From the records below, return every line containing the word "after".
··· Provided data
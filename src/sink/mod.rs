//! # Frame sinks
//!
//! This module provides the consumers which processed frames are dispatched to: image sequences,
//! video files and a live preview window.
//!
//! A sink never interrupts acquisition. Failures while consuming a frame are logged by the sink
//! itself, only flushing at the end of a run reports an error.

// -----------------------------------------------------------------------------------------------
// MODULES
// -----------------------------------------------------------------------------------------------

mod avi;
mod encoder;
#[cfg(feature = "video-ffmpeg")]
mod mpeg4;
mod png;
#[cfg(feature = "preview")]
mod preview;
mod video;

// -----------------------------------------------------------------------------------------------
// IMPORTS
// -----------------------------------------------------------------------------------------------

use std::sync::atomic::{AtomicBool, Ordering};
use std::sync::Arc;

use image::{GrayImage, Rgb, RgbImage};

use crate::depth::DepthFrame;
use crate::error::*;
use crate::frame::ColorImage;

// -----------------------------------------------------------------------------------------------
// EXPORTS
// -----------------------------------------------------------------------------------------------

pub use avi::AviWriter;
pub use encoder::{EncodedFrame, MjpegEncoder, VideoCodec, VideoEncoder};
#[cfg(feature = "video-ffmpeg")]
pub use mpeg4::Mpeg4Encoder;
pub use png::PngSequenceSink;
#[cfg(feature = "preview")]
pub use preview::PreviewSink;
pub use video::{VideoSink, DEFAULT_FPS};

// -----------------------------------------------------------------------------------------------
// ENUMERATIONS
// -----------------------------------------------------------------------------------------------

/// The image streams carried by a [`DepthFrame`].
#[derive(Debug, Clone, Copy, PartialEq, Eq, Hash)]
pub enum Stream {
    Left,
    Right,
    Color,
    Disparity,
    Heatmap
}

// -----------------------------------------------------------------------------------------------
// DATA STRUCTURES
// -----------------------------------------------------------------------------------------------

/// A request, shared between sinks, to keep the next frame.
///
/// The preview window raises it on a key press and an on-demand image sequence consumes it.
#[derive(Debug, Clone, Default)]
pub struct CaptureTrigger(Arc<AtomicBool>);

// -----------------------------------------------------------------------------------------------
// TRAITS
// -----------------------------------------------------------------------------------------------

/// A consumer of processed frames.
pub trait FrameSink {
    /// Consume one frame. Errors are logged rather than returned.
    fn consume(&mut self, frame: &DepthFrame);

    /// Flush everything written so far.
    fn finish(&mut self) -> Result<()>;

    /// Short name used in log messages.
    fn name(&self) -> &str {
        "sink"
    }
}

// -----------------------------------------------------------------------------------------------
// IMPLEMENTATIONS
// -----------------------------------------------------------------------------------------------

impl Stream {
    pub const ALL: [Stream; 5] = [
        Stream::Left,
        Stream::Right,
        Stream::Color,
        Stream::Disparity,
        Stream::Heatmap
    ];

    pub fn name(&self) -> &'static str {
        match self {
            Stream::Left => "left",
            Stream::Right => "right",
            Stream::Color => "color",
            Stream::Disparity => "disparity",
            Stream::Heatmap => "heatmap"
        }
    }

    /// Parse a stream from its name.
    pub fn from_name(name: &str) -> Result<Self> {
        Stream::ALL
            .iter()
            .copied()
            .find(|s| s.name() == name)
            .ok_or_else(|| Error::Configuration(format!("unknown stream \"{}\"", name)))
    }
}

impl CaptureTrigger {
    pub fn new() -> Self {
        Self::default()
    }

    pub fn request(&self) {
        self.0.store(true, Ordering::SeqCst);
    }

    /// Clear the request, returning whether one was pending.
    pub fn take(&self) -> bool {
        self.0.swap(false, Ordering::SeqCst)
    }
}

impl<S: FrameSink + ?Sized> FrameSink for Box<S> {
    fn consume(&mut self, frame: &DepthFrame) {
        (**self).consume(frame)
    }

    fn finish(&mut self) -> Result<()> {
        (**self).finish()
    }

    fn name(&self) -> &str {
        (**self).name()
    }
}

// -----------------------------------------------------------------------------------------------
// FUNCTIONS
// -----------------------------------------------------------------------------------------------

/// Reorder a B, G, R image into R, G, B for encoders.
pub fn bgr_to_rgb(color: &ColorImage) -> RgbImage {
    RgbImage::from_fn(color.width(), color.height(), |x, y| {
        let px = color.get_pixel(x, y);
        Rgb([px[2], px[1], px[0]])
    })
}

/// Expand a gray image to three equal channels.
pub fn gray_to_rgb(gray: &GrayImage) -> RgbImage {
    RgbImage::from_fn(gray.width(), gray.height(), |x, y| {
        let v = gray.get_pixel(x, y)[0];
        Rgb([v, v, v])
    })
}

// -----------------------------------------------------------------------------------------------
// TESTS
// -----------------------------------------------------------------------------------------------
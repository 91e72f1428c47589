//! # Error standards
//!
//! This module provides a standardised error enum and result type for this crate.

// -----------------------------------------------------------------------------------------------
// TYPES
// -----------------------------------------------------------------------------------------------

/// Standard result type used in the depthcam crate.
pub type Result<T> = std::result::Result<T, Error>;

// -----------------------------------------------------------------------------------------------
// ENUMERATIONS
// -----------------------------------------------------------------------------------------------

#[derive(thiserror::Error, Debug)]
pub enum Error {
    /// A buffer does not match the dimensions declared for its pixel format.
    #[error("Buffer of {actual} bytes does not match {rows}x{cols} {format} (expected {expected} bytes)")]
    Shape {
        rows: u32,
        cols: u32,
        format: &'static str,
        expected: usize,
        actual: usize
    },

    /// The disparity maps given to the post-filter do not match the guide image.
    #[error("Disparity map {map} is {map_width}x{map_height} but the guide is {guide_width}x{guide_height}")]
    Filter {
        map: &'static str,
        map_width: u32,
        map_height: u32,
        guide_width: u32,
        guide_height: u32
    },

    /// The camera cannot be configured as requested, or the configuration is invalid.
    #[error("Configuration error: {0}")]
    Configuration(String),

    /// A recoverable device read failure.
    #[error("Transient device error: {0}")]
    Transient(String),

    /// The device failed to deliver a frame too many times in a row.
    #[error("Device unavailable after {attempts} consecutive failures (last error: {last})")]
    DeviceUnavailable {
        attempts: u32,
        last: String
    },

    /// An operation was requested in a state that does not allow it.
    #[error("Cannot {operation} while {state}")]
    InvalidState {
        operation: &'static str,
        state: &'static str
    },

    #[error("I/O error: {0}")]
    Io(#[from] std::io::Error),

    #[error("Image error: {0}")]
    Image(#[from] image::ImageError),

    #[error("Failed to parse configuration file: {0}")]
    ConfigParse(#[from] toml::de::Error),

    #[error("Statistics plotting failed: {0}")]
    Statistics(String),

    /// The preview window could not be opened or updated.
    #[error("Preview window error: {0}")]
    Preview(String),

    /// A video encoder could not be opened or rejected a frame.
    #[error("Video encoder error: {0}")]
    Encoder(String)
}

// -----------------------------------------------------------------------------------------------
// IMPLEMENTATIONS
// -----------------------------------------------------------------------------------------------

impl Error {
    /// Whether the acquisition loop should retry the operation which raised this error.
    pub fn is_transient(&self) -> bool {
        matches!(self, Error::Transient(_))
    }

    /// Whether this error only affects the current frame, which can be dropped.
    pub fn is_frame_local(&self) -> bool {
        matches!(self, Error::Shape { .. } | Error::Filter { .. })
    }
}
······
··· Provided data
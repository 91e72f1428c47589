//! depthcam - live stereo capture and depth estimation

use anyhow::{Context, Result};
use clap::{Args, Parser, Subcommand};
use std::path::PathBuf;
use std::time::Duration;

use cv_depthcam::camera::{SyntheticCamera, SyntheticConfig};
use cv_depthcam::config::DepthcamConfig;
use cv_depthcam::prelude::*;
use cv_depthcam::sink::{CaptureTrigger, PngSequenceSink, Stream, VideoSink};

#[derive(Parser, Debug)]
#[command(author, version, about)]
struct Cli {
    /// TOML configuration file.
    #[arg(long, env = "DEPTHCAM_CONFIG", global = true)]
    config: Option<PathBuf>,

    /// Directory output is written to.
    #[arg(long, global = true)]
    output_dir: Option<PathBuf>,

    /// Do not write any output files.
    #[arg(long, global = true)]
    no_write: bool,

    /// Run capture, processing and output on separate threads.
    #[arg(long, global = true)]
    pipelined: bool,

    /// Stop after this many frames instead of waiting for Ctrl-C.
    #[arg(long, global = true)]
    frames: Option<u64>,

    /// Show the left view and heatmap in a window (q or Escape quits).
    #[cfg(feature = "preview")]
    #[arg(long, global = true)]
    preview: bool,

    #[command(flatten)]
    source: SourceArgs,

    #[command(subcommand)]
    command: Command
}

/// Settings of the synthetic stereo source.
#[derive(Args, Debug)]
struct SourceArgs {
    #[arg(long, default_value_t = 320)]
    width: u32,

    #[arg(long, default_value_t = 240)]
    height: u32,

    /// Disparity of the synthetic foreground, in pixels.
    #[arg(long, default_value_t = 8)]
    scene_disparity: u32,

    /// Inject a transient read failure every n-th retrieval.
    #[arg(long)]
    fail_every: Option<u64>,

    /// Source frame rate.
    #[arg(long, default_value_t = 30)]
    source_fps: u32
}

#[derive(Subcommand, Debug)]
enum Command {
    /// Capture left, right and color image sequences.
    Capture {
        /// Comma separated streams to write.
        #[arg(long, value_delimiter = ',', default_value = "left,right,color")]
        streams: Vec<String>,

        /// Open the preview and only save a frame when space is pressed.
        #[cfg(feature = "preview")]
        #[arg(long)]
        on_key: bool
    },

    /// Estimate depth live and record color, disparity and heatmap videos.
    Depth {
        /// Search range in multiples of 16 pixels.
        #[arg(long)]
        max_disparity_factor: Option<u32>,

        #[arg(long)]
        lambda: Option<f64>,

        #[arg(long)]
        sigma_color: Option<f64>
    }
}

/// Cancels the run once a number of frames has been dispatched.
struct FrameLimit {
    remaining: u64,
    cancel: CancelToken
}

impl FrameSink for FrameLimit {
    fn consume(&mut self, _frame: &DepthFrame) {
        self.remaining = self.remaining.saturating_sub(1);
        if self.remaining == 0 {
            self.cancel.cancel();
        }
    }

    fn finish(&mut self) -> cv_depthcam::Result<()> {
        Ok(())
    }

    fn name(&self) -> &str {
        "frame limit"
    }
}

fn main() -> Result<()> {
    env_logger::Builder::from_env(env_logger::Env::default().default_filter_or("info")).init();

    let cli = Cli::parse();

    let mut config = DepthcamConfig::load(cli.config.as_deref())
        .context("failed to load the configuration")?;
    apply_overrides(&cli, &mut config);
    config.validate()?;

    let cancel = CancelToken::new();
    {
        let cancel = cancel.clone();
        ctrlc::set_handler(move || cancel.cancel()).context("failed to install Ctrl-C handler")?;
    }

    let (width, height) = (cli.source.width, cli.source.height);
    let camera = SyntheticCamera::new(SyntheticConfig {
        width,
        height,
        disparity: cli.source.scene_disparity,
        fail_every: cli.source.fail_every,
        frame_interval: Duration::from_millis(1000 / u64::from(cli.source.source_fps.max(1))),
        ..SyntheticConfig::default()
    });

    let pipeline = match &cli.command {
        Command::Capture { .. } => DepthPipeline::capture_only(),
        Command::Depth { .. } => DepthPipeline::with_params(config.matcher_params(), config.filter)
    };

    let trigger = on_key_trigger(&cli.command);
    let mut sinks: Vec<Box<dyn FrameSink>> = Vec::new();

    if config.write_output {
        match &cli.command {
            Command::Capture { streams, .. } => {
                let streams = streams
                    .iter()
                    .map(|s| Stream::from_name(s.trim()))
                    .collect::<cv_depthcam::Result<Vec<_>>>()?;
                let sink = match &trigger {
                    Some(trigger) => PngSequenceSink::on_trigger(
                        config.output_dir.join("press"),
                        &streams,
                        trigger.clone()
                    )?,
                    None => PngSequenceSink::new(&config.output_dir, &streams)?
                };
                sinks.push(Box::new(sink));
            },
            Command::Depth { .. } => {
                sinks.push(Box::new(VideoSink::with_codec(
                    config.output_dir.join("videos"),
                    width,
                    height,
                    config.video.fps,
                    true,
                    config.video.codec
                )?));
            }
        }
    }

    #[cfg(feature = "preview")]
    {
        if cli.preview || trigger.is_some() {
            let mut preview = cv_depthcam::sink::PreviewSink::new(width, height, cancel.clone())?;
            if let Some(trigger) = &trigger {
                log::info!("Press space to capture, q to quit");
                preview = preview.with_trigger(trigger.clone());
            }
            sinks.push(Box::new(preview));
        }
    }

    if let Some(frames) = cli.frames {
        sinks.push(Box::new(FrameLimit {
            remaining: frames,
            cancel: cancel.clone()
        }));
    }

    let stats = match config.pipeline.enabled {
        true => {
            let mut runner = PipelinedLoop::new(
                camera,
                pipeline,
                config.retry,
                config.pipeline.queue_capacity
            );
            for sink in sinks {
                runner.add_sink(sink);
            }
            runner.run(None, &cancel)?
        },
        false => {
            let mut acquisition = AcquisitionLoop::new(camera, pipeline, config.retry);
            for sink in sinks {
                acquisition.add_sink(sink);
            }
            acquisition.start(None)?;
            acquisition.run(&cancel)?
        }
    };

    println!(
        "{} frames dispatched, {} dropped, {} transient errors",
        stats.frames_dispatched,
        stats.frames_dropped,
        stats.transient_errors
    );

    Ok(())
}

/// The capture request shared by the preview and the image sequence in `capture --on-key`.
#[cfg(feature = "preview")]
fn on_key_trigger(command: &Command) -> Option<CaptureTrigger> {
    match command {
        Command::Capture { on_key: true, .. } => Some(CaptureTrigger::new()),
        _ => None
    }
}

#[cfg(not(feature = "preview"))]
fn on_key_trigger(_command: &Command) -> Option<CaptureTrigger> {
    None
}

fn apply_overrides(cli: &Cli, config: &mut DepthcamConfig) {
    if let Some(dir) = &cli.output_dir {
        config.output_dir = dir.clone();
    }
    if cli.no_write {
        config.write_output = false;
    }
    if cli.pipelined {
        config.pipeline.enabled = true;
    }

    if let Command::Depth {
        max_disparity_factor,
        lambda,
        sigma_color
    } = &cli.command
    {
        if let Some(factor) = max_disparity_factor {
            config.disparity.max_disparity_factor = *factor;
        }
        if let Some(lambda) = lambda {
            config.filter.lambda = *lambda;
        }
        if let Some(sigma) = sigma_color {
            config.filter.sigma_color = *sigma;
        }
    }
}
······
*Answer below:*
    #[error("Device unavailable after {attempts} consecutive failures (last error: {last})")]
    /// Stop after this many frames instead of waiting for Ctrl-C.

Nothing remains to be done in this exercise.